Anyway, after some struggling with approaches I eventually (took me several times as long as the previous part of the porting) got this ported in a reasonably straightforward way. It wasn’t the prettiest code ever, but the mapping onto the original wasn’t bad. So I tried it out on a few simple tests – generate a class file, read it back in again, compare them to make sure you got approximately the same thing.

Hm. And it didn’t work. How curious.

I stared at the implementation for a bit, stared at the original Java, couldn’t see a difference. So I ran the same test on the original Java and it broke in the same way. Great.

That turned out to be an easy fix. But it was an easy fix to a problem very definitely caused by the multiple constructor hierarchy. Oh well, that worked now.

Next part of the test. Write the newly read class file to a file, load it and try to run it.

Oops. It NPEs when I try to write the file. Guess I did something wrong – I wonder why that array is null there. Looks like the logic for initialising it is rather complex, lets see how the original Java version handles this. So I wrote a simplified test case using the original which took a class file, read it to the in memory representation and wrote it out again and tested it against a random class file. It broke. In a totally different way to the way my version did – it didn’t even manage to read the file (I think the difference here is that this was a classfile found in the wild rather than one generated by FJBG). Tried it on a different, simpler one – Specifically the class generated by the obvious HelloWorld.java. That broke too.

So at this point I was forced to conclude that the class file reading code in FJBG just didn’t work at all. What the hell? Wasn’t this used in the Scala compiler? Clearly it has to be able to parse class files in order to know what’s available on the classpath to compile against!

So, some digging through the compiler source later: scalac doesn’t use FJBG’s class reading code at all. It has its own entirely separate code for that. So this code which I thought was part of a fairly mature and robust compiler backend was in fact completely and utterly untested and unused. No wonder it was broken.

So, new rule (to many of you, a very old rule): If it’s library code and it’s not tested, it’s broken. An application you can judge by “Does it do the right thing?” to at least get some sense of how not broken it is. Besides, I only have to use it, no code against it. But if my code is going to depend on yours, yours better be tested.

I’m usually pretty bad at tests actually. Applications I’ve written are certainly woefully undertested. SBinary’s tests are… well, adequate. And I don’t really recommend depending on any other libraries I’ve written – they’re all a bit incomplete and half assed. :-) Hopefully this will teach me to be better.

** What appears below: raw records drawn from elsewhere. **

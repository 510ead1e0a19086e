//! Local best-score persistence
//!
//! The best score lives in a small JSON file under the platform data
//! directory. The engine never touches it; the play mode reads it at startup
//! and writes it after a game ends with a better score.

use anyhow::{Context, Result};
use directories::ProjectDirs;
use serde::{Deserialize, Serialize};
use std::fs;
use std::path::{Path, PathBuf};

const FILE_NAME: &str = "best_score.json";

#[derive(Debug, Clone, Copy, Default, PartialEq, Eq, Serialize, Deserialize)]
struct BestScoreRecord {
    best_score: u32,
    /// Seconds played in the game that set the record
    time_played: u64,
}

/// Key-value store holding the single best score
pub struct BestScoreStore {
    path: PathBuf,
}

impl BestScoreStore {
    pub fn new(path: impl Into<PathBuf>) -> Self {
        Self { path: path.into() }
    }

    /// Store in the platform data directory
    pub fn default_location() -> Result<Self> {
        let dirs = ProjectDirs::from("", "", "cosmic-tracer")
            .context("Could not determine data directory")?;
        Ok(Self::new(dirs.data_dir().join(FILE_NAME)))
    }

    pub fn path(&self) -> &Path {
        &self.path
    }

    /// Read the stored best score; a missing file means no score yet
    pub fn load(&self) -> Result<u32> {
        if !self.path.exists() {
            return Ok(0);
        }

        let json = fs::read_to_string(&self.path)
            .with_context(|| format!("Failed to read best score from {:?}", self.path))?;
        let record: BestScoreRecord =
            serde_json::from_str(&json).context("Failed to parse best score file")?;
        Ok(record.best_score)
    }

    /// Save `score` if it beats the stored one. Returns true if written.
    pub fn record(&self, score: u32, time_played: u64) -> Result<bool> {
        if score <= self.load().unwrap_or(0) {
            return Ok(false);
        }

        if let Some(parent) = self.path.parent() {
            fs::create_dir_all(parent)
                .with_context(|| format!("Failed to create directory: {:?}", parent))?;
        }

        let record = BestScoreRecord {
            best_score: score,
            time_played,
        };
        let json =
            serde_json::to_string_pretty(&record).context("Failed to serialize best score")?;
        fs::write(&self.path, json)
            .with_context(|| format!("Failed to write best score to {:?}", self.path))?;

        Ok(true)
    }
}

#[cfg(test)]
mod tests {
    use super::*;
    use tempfile::TempDir;

    #[test]
    fn test_missing_file_is_zero() {
        let dir = TempDir::new().unwrap();
        let store = BestScoreStore::new(dir.path().join(FILE_NAME));
        assert_eq!(store.load().unwrap(), 0);
    }

    #[test]
    fn test_record_only_improvements() {
        let dir = TempDir::new().unwrap();
        let store = BestScoreStore::new(dir.path().join("nested").join(FILE_NAME));

        assert!(store.record(120, 45).unwrap());
        assert_eq!(store.load().unwrap(), 120);

        assert!(!store.record(90, 30).unwrap());
        assert!(!store.record(120, 30).unwrap());
        assert_eq!(store.load().unwrap(), 120);

        assert!(store.record(200, 60).unwrap());
        assert_eq!(store.load().unwrap(), 200);
    }

    #[test]
    fn test_zero_score_is_not_recorded() {
        let dir = TempDir::new().unwrap();
        let store = BestScoreStore::new(dir.path().join(FILE_NAME));
        assert!(!store.record(0, 5).unwrap());
        assert!(!store.path().exists());
    }

    #[test]
    fn test_corrupt_file_errors_on_load() {
        let dir = TempDir::new().unwrap();
        let path = dir.path().join(FILE_NAME);
        fs::write(&path, "not json").unwrap();

        let store = BestScoreStore::new(&path);
        assert!(store.load().is_err());
        // A corrupt record is overwritten by the next real score
        assert!(store.record(10, 1).unwrap());
        assert_eq!(store.load().unwrap(), 10);
    }
}
//! Cosmic Tracer - a terminal snake arcade game
//!
//! This library provides:
//! - Core game logic: snake, food, bombs, bonuses and the tick loop (game module)
//! - Keyboard mapping (input module) and TUI drawing (render module)
//! - Session bookkeeping and the local best score (metrics, storage modules)
//! - The remote score/leaderboard client (service module)
//! - Host loops for playing and for printing the leaderboard (modes module)

pub mod config;
pub mod game;
pub mod input;
pub mod logging;
pub mod metrics;
pub mod modes;
pub mod render;
pub mod service;
pub mod storage;
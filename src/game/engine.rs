use std::time::Duration;

use rand::rngs::StdRng;
use rand::{Rng, SeedableRng};
use tracing::{debug, info};

use super::{
    action::{Command, Direction},
    config::GameConfig,
    entity::{has_expired, Bonus, BonusKind, EntityKind, Hazard},
    state::{GameOverReason, GameState, Phase, Position, Snake},
};

/// Random picks before falling back to scanning every cell
const MAX_SPAWN_ATTEMPTS: usize = 64;

/// What happened during one tick
#[derive(Debug, Clone, Default, PartialEq)]
pub struct TickResult {
    /// Whether the simulation advanced at all (false unless running)
    pub advanced: bool,
    /// Whether the snake ate food this tick
    pub ate_food: bool,
    /// Points added to the score this tick
    pub points_awarded: u32,
    /// Bonus picked up this tick
    pub bonus_collected: Option<BonusKind>,
    /// Entities that appeared on the board this tick
    pub spawned: Vec<EntityKind>,
    /// Entities that timed out and left the board this tick
    pub expired: Vec<EntityKind>,
    /// Set when this tick ended the game
    pub game_over: Option<GameOverReason>,
}

impl TickResult {
    fn progressed() -> Self {
        Self {
            advanced: true,
            ..Default::default()
        }
    }

    fn ended(reason: GameOverReason) -> Self {
        Self {
            advanced: true,
            game_over: Some(reason),
            ..Default::default()
        }
    }

    pub fn terminated(&self) -> bool {
        self.game_over.is_some()
    }
}

/// The game engine that handles all game logic
pub struct GameEngine {
    config: GameConfig,
    rng: StdRng,
}
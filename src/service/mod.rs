//! Client side of the external score service
//!
//! Submission is best-effort: failures are typed, logged, and handed back to
//! the UI for display, never to the engine.

pub mod client;
pub mod error;

pub use client::{
    HttpScoreService, LeaderboardEntry, ScoreService, ScoreSubmission, SubmitReceipt,
};
pub use error::{ServiceError, ServiceResult};
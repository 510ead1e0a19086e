use crossterm::event::{KeyCode, KeyEvent, KeyModifiers};

use crate::game::{Command, Direction};

#[derive(Debug, Clone, PartialEq, Eq)]
pub enum KeyAction {
    Game(Command),
    ToggleGrid,
    Quit,
    None,
}

pub struct InputHandler;

impl InputHandler {
    pub fn new() -> Self {
        Self
    }

    pub fn handle_key_event(&self, key: KeyEvent) -> KeyAction {
        // Handle Ctrl+C
        if key.modifiers.contains(KeyModifiers::CONTROL) && key.code == KeyCode::Char('c') {
            return KeyAction::Quit;
        }

        match key.code {
            // Movement - Arrow keys
            KeyCode::Up => KeyAction::Game(Command::Steer(Direction::Up)),
            KeyCode::Down => KeyAction::Game(Command::Steer(Direction::Down)),
            KeyCode::Left => KeyAction::Game(Command::Steer(Direction::Left)),
            KeyCode::Right => KeyAction::Game(Command::Steer(Direction::Right)),

            // Movement - WASD
            KeyCode::Char('w') | KeyCode::Char('W') => {
                KeyAction::Game(Command::Steer(Direction::Up))
            }
            KeyCode::Char('s') | KeyCode::Char('S') => {
                KeyAction::Game(Command::Steer(Direction::Down))
            }
            KeyCode::Char('a') | KeyCode::Char('A') => {
                KeyAction::Game(Command::Steer(Direction::Left))
            }
            KeyCode::Char('d') | KeyCode::Char('D') => {
                KeyAction::Game(Command::Steer(Direction::Right))
            }

            // Game flow
            KeyCode::Char(' ') => KeyAction::Game(Command::Toggle),
            KeyCode::Enter => KeyAction::Game(Command::Start),
            KeyCode::Char('r') | KeyCode::Char('R') => KeyAction::Game(Command::Reset),

            // Display and exit
            KeyCode::Char('g') | KeyCode::Char('G') => KeyAction::ToggleGrid,
            KeyCode::Char('q') | KeyCode::Char('Q') | KeyCode::Esc => KeyAction::Quit,

            _ => KeyAction::None,
        }
    }
}

impl Default for InputHandler {
    fn default() -> Self {
        Self::new()
    }
}

#[cfg(test)]
mod tests {
    use super::*;

    fn press(code: KeyCode) -> KeyEvent {
        KeyEvent::new(code, KeyModifiers::NONE)
    }

    #[test]
    fn test_arrow_keys() {
        let handler = InputHandler::new();

        assert_eq!(
            handler.handle_key_event(press(KeyCode::Up)),
            KeyAction::Game(Command::Steer(Direction::Up))
        );
        assert_eq!(
            handler.handle_key_event(press(KeyCode::Down)),
            KeyAction::Game(Command::Steer(Direction::Down))
        );
        assert_eq!(
            handler.handle_key_event(press(KeyCode::Left)),
            KeyAction::Game(Command::Steer(Direction::Left))
        );
        assert_eq!(
            handler.handle_key_event(press(KeyCode::Right)),
            KeyAction::Game(Command::Steer(Direction::Right))
        );
    }

    #[test]
    fn test_wasd_keys() {
        let handler = InputHandler::new();

        assert_eq!(
            handler.handle_key_event(press(KeyCode::Char('w'))),
            KeyAction::Game(Command::Steer(Direction::Up))
        );
        assert_eq!(
            handler.handle_key_event(press(KeyCode::Char('a'))),
            KeyAction::Game(Command::Steer(Direction::Left))
        );
        assert_eq!(
            handler.handle_key_event(press(KeyCode::Char('s'))),
            KeyAction::Game(Command::Steer(Direction::Down))
        );
        assert_eq!(
            handler.handle_key_event(press(KeyCode::Char('d'))),
            KeyAction::Game(Command::Steer(Direction::Right))
        );
    }

    #[test]
    fn test_wasd_uppercase() {
        let handler = InputHandler::new();

        let w_upper = KeyEvent::new(KeyCode::Char('W'), KeyModifiers::SHIFT);
        assert_eq!(
            handler.handle_key_event(w_upper),
            KeyAction::Game(Command::Steer(Direction::Up))
        );
    }

    #[test]
    fn test_flow_keys() {
        let handler = InputHandler::new();

        assert_eq!(
            handler.handle_key_event(press(KeyCode::Char(' '))),
            KeyAction::Game(Command::Toggle)
        );
        assert_eq!(
            handler.handle_key_event(press(KeyCode::Enter)),
            KeyAction::Game(Command::Start)
        );
        assert_eq!(
            handler.handle_key_event(press(KeyCode::Char('r'))),
            KeyAction::Game(Command::Reset)
        );
        assert_eq!(
            handler.handle_key_event(press(KeyCode::Char('g'))),
            KeyAction::ToggleGrid
        );
    }

    #[test]
    fn test_quit_keys() {
        let handler = InputHandler::new();

        assert_eq!(
            handler.handle_key_event(press(KeyCode::Char('q'))),
            KeyAction::Quit
        );
        assert_eq!(handler.handle_key_event(press(KeyCode::Esc)), KeyAction::Quit);

        let ctrl_c = KeyEvent::new(KeyCode::Char('c'), KeyModifiers::CONTROL);
        assert_eq!(handler.handle_key_event(ctrl_c), KeyAction::Quit);
    }

    #[test]
    fn test_unknown_key() {
        let handler = InputHandler::new();
        assert_eq!(
            handler.handle_key_event(press(KeyCode::Char('x'))),
            KeyAction::None
        );
    }
}
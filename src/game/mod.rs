//! Core game logic module for Cosmic Tracer
//!
//! This module contains all the game logic without any I/O or rendering dependencies.
//! The host drives it with commands and ticks, and reads the state back to draw it.

pub mod action;
pub mod clock;
pub mod config;
pub mod engine;
pub mod entity;
pub mod state;

// Re-export commonly used types
pub use action::{Command, Direction};
pub use clock::FrameClock;
pub use config::{ConfigError, GameConfig};
pub use engine::{GameEngine, TickResult};
pub use entity::{ActiveEffects, Bonus, BonusKind, EntityKind, Hazard};
pub use state::{GameOverReason, GameState, Phase, Position, Snake};
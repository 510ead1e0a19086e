use anyhow::{Context, Result};
use crossterm::{
    event::{Event, EventStream, KeyEventKind},
    execute,
    terminal::{EnterAlternateScreen, LeaveAlternateScreen, disable_raw_mode, enable_raw_mode},
};
use futures::StreamExt;
use ratatui::{Terminal, backend::CrosstermBackend};
use std::io::{Stderr, stderr};
use std::sync::Arc;
use std::time::{Duration, Instant};
use tokio::sync::mpsc::{UnboundedReceiver, UnboundedSender, unbounded_channel};
use tokio::time::interval;
use tracing::{info, warn};

use crate::game::{Command, FrameClock, GameConfig, GameEngine, GameState, Phase};
use crate::input::{InputHandler, KeyAction};
use crate::metrics::GameMetrics;
use crate::render::{RenderOptions, Renderer};
use crate::service::{ScoreService, ScoreSubmission, ServiceResult, SubmitReceipt};
use crate::storage::BestScoreStore;

/// Display refresh rate driving both the frame clock and redraws
const FRAME_INTERVAL: Duration = Duration::from_millis(16);

/// Interactive game in the terminal
pub struct PlayMode {
    engine: GameEngine,
    state: GameState,
    metrics: GameMetrics,
    renderer: Renderer,
    options: RenderOptions,
    input_handler: InputHandler,
    clock: FrameClock,
    store: Option<BestScoreStore>,
    service: Option<Arc<dyn ScoreService>>,
    submission_tx: UnboundedSender<ServiceResult<SubmitReceipt>>,
    submission_rx: UnboundedReceiver<ServiceResult<SubmitReceipt>>,
    should_quit: bool,
}

impl PlayMode {
    pub fn new(config: GameConfig) -> Self {
        Self::with_engine(GameEngine::new(config))
    }

    pub fn with_engine(mut engine: GameEngine) -> Self {
        let state = engine.new_game();
        let (submission_tx, submission_rx) = unbounded_channel();

        Self {
            engine,
            state,
            metrics: GameMetrics::new(),
            renderer: Renderer::new(),
            options: RenderOptions::default(),
            input_handler: InputHandler::new(),
            clock: FrameClock::new(),
            store: None,
            service: None,
            submission_tx,
            submission_rx,
            should_quit: false,
        }
    }

    /// Persist best scores to `store`, seeding the session best from it
    pub fn with_store(mut self, store: BestScoreStore) -> Self {
        match store.load() {
            Ok(best) => self.metrics = GameMetrics::with_best_score(best),
            Err(err) => warn!(error = %err, "ignoring unreadable best score"),
        }
        self.store = Some(store);
        self
    }

    /// Submit finished games to `service`
    pub fn with_service(mut self, service: Arc<dyn ScoreService>) -> Self {
        self.service = Some(service);
        self
    }

    pub fn with_options(mut self, options: RenderOptions) -> Self {
        self.options = options;
        self
    }

    pub async fn run(&mut self) -> Result<()> {
        // Setup terminal
        enable_raw_mode().context("Failed to enable raw mode")?;
        let mut stderr = stderr();
        execute!(stderr, EnterAlternateScreen).context("Failed to enter alternate screen")?;
        let backend = CrosstermBackend::new(stderr);
        let mut terminal = Terminal::new(backend).context("Failed to create terminal")?;
        terminal.hide_cursor().context("Failed to hide cursor")?;
        terminal.clear().context("Failed to clear terminal")?;

        // Run game loop with cleanup
        let result = self.run_game_loop(&mut terminal).await;

        // Cleanup terminal
        self.cleanup_terminal(&mut terminal)?;

        result
    }

    async fn run_game_loop(
        &mut self,
        terminal: &mut Terminal<CrosstermBackend<Stderr>>,
    ) -> Result<()> {
        let mut event_stream = EventStream::new();
        let mut frame_timer = interval(FRAME_INTERVAL);
        let mut last_frame = Instant::now();

        loop {
            tokio::select! {
                // Handle terminal events
                maybe_event = event_stream.next() => {
                    if let Some(Ok(event)) = maybe_event {
                        self.handle_event(event);
                    }
                }

                // Frame: advance the simulation, then redraw
                _ = frame_timer.tick() => {
                    let now = Instant::now();
                    self.advance(now - last_frame);
                    last_frame = now;

                    terminal.draw(|frame| {
                        self.renderer.render(frame, &self.state, &self.metrics, &self.options);
                    }).context("Failed to draw frame")?;
                }

                // Score submission finished
                Some(outcome) = self.submission_rx.recv() => {
                    self.on_submission(outcome);
                }

                // Handle Ctrl+C
                _ = tokio::signal::ctrl_c() => {
                    self.should_quit = true;
                }
            }

            if self.should_quit {
                break;
            }
        }

        Ok(())
    }

    fn handle_event(&mut self, event: Event) {
        if let Event::Key(key) = event {
            // Only process key press events, not release
            if key.kind != KeyEventKind::Press {
                return;
            }

            match self.input_handler.handle_key_event(key) {
                KeyAction::Game(command) => self.handle_command(command),
                KeyAction::ToggleGrid => self.options.show_grid = !self.options.show_grid,
                KeyAction::Quit => self.should_quit = true,
                KeyAction::None => {}
            }
        }
    }

    fn handle_command(&mut self, command: Command) {
        let before = self.state.phase;
        self.engine.apply(&mut self.state, command);
        let after = self.state.phase;

        if after == Phase::Running && before != Phase::Running {
            // Resuming never replays time spent paused
            self.clock.reset();
            if before != Phase::Paused {
                self.metrics.on_game_start();
            }
        }
    }

    /// Feed wall-clock time into the frame clock and run whatever ticks are due
    fn advance(&mut self, delta: Duration) {
        if !self.state.is_running() {
            return;
        }

        self.clock.accumulate(delta);
        while self.clock.try_tick(self.engine.tick_interval(&self.state)) {
            let result = self.engine.tick(&mut self.state);
            if result.terminated() {
                self.finish_game();
                break;
            }
        }
    }

    fn finish_game(&mut self) {
        let score = self.state.score;
        let time_played = self.state.elapsed.as_secs();

        if self.metrics.on_game_over(score) {
            if let Some(store) = &self.store {
                if let Err(err) = store.record(score, time_played) {
                    warn!(error = %err, "failed to save best score");
                }
            }
        }

        // The service treats a zero score as missing
        if score > 0 {
            self.submit_score(ScoreSubmission { score, time_played });
        }
    }

    fn submit_score(&mut self, submission: ScoreSubmission) {
        let Some(service) = self.service.clone() else {
            return;
        };

        self.metrics.submission_status = Some("Submitting score...".to_string());
        let tx = self.submission_tx.clone();
        tokio::task::spawn_blocking(move || {
            // Receiver gone means the game has quit; nothing left to report to
            let _ = tx.send(service.submit_score(submission));
        });
    }

    fn on_submission(&mut self, outcome: ServiceResult<SubmitReceipt>) {
        let status = match outcome {
            Ok(receipt) => {
                info!(id = ?receipt.id, "leaderboard updated");
                receipt
                    .message
                    .unwrap_or_else(|| "Score submitted".to_string())
            }
            Err(err) => {
                warn!(error = %err, code = err.code(), "score not submitted");
                format!("Score not submitted: {}", err)
            }
        };

        // A new game may already be under way; only show results on the
        // game-over screen they belong to
        if self.state.phase == Phase::GameOver {
            self.metrics.submission_status = Some(status);
        }
    }

    fn cleanup_terminal(
        &mut self,
        terminal: &mut Terminal<CrosstermBackend<Stderr>>,
    ) -> Result<()> {
        disable_raw_mode().context("Failed to disable raw mode")?;
        execute!(terminal.backend_mut(), LeaveAlternateScreen)
            .context("Failed to leave alternate screen")?;
        terminal.show_cursor().context("Failed to show cursor")?;
        Ok(())
    }
}
use serde::{Deserialize, Serialize};
use std::time::Duration;
use thiserror::Error;

/// Reasons a [`GameConfig`] cannot be played
#[derive(Debug, Clone, PartialEq, Error)]
pub enum ConfigError {
    #[error("grid must be at least {min}x{min} cells, got {width}x{height}")]
    GridTooSmall {
        width: usize,
        height: usize,
        min: usize,
    },

    #[error("grid must be at most {max}x{max} cells, got {width}x{height}")]
    GridTooLarge {
        width: usize,
        height: usize,
        max: usize,
    },

    #[error("initial snake length {length} does not fit a grid {width} cells wide")]
    SnakeTooLong { length: usize, width: usize },

    #[error("{0} must be greater than zero")]
    ZeroInterval(&'static str),

    #[error("{name} must be a probability in [0, 1], got {value}")]
    InvalidProbability { name: &'static str, value: f64 },
}

/// Configuration for the game
///
/// Durations are kept in milliseconds so the struct reads naturally from a
/// TOML file; use the accessor methods to get [`Duration`]s.
#[derive(Debug, Clone, PartialEq, Serialize, Deserialize)]
#[serde(default)]
pub struct GameConfig {
    /// Width of the game grid
    pub grid_width: usize,
    /// Height of the game grid
    pub grid_height: usize,
    /// Initial length of the snake
    pub initial_snake_length: usize,
    /// Leaving one edge re-enters at the opposite edge instead of ending the game
    pub wrap_around: bool,

    /// Tick interval under normal conditions
    pub tick_interval_ms: u64,
    /// Tick interval while a time warp is active
    pub time_warp_tick_interval_ms: u64,

    // Scoring
    /// Points for eating food
    pub food_points: u32,
    /// Flat bonus for collecting a trail-reset power-up
    pub trail_reset_points: u32,
    /// Length the snake is cut down to by a trail-reset power-up
    pub trail_reset_length: usize,

    // Hazards
    /// Whether bombs spawn at all
    pub hazards_enabled: bool,
    /// Per-tick chance to spawn a bomb
    pub bomb_spawn_chance: f64,
    /// Maximum number of bombs on the board
    pub max_bombs: usize,
    /// Time a bomb stays on the board
    pub bomb_lifetime_ms: u64,

    // Bonuses
    /// Whether bonuses spawn at all
    pub bonuses_enabled: bool,
    /// Per-tick chance to spawn each kind of bonus
    pub bonus_spawn_chance: f64,
    /// Time an uncollected bonus stays on the board
    pub bonus_lifetime_ms: u64,
    pub magnet_duration_ms: u64,
    pub score_doubler_duration_ms: u64,
    pub time_warp_duration_ms: u64,
}

impl Default for GameConfig {
    fn default() -> Self {
        Self {
            grid_width: 40,
            grid_height: 30,
            initial_snake_length: 3,
            wrap_around: false,
            tick_interval_ms: 100,
            time_warp_tick_interval_ms: 200,
            food_points: 10,
            trail_reset_points: 100,
            trail_reset_length: 3,
            hazards_enabled: true,
            bomb_spawn_chance: 0.005,
            max_bombs: 3,
            bomb_lifetime_ms: 8_000,
            bonuses_enabled: true,
            bonus_spawn_chance: 0.002,
            bonus_lifetime_ms: 10_000,
            magnet_duration_ms: 5_000,
            score_doubler_duration_ms: 10_000,
            time_warp_duration_ms: 5_000,
        }
    }
}

impl GameConfig {
    /// Smallest playable grid side
    pub const MIN_GRID_SIDE: usize = 5;
    /// Keeps board sizes within terminal coordinates
    pub const MAX_GRID_SIDE: usize = 1_000;

    /// Create a new configuration with custom grid size
    pub fn new(width: usize, height: usize) -> Self {
        Self {
            grid_width: width,
            grid_height: height,
            ..Default::default()
        }
    }

    /// Create a small grid for testing
    pub fn small() -> Self {
        Self::new(10, 10)
    }

    /// Classic rules: no hazards, no bonuses
    pub fn classic(width: usize, height: usize) -> Self {
        Self {
            hazards_enabled: false,
            bonuses_enabled: false,
            ..Self::new(width, height)
        }
    }

    pub fn tick_interval(&self) -> Duration {
        Duration::from_millis(self.tick_interval_ms)
    }

    pub fn time_warp_tick_interval(&self) -> Duration {
        Duration::from_millis(self.time_warp_tick_interval_ms)
    }

    pub fn bomb_lifetime(&self) -> Duration {
        Duration::from_millis(self.bomb_lifetime_ms)
    }

    pub fn bonus_lifetime(&self) -> Duration {
        Duration::from_millis(self.bonus_lifetime_ms)
    }

    pub fn magnet_duration(&self) -> Duration {
        Duration::from_millis(self.magnet_duration_ms)
    }

    pub fn score_doubler_duration(&self) -> Duration {
        Duration::from_millis(self.score_doubler_duration_ms)
    }

    pub fn time_warp_duration(&self) -> Duration {
        Duration::from_millis(self.time_warp_duration_ms)
    }

    /// Check that the configuration describes a playable game
    pub fn validate(&self) -> Result<(), ConfigError> {
        if self.grid_width < Self::MIN_GRID_SIDE || self.grid_height < Self::MIN_GRID_SIDE {
            return Err(ConfigError::GridTooSmall {
                width: self.grid_width,
                height: self.grid_height,
                min: Self::MIN_GRID_SIDE,
            });
        }

        if self.grid_width > Self::MAX_GRID_SIDE || self.grid_height > Self::MAX_GRID_SIDE {
            return Err(ConfigError::GridTooLarge {
                width: self.grid_width,
                height: self.grid_height,
                max: Self::MAX_GRID_SIDE,
            });
        }

        // The snake starts at the center heading right, tail trailing left
        if self.initial_snake_length == 0 || self.initial_snake_length > self.grid_width / 2 + 1 {
            return Err(ConfigError::SnakeTooLong {
                length: self.initial_snake_length,
                width: self.grid_width,
            });
        }

        if self.tick_interval_ms == 0 {
            return Err(ConfigError::ZeroInterval("tick_interval_ms"));
        }
        if self.time_warp_tick_interval_ms == 0 {
            return Err(ConfigError::ZeroInterval("time_warp_tick_interval_ms"));
        }

        for (name, value) in [
            ("bomb_spawn_chance", self.bomb_spawn_chance),
            ("bonus_spawn_chance", self.bonus_spawn_chance),
        ] {
            if !(0.0..=1.0).contains(&value) {
                return Err(ConfigError::InvalidProbability { name, value });
            }
        }

        Ok(())
    }
}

At this point I was already rather upset with FJBG’s object model – too mutable, too many back references. So on top of fixing the reading code I was going to have to fix that. At this point I decided that it was time to cut my losses, so I’m going to go back to option 1: Write my own. I’ll certainly reuse what I can salvage from the FJBG code (assuming some worries I have about licensing are resolved), but honestly the class file format is pretty easy. The overarching format took me two hours to write a parser for (I did it the same night as discovering that . The bytecode format for method bodies is harder, but I expect to be able to reuse FJBG code for this bit (and probably write a fair bit of my own).

Anyway, hopefully this will turn out to be a good thing and I’ll end up with something much more scalic than a straight port of FJBG would have been. We’ll see. Watch this space to see if anything comes of this, and watch this repo to keep an eye on the code.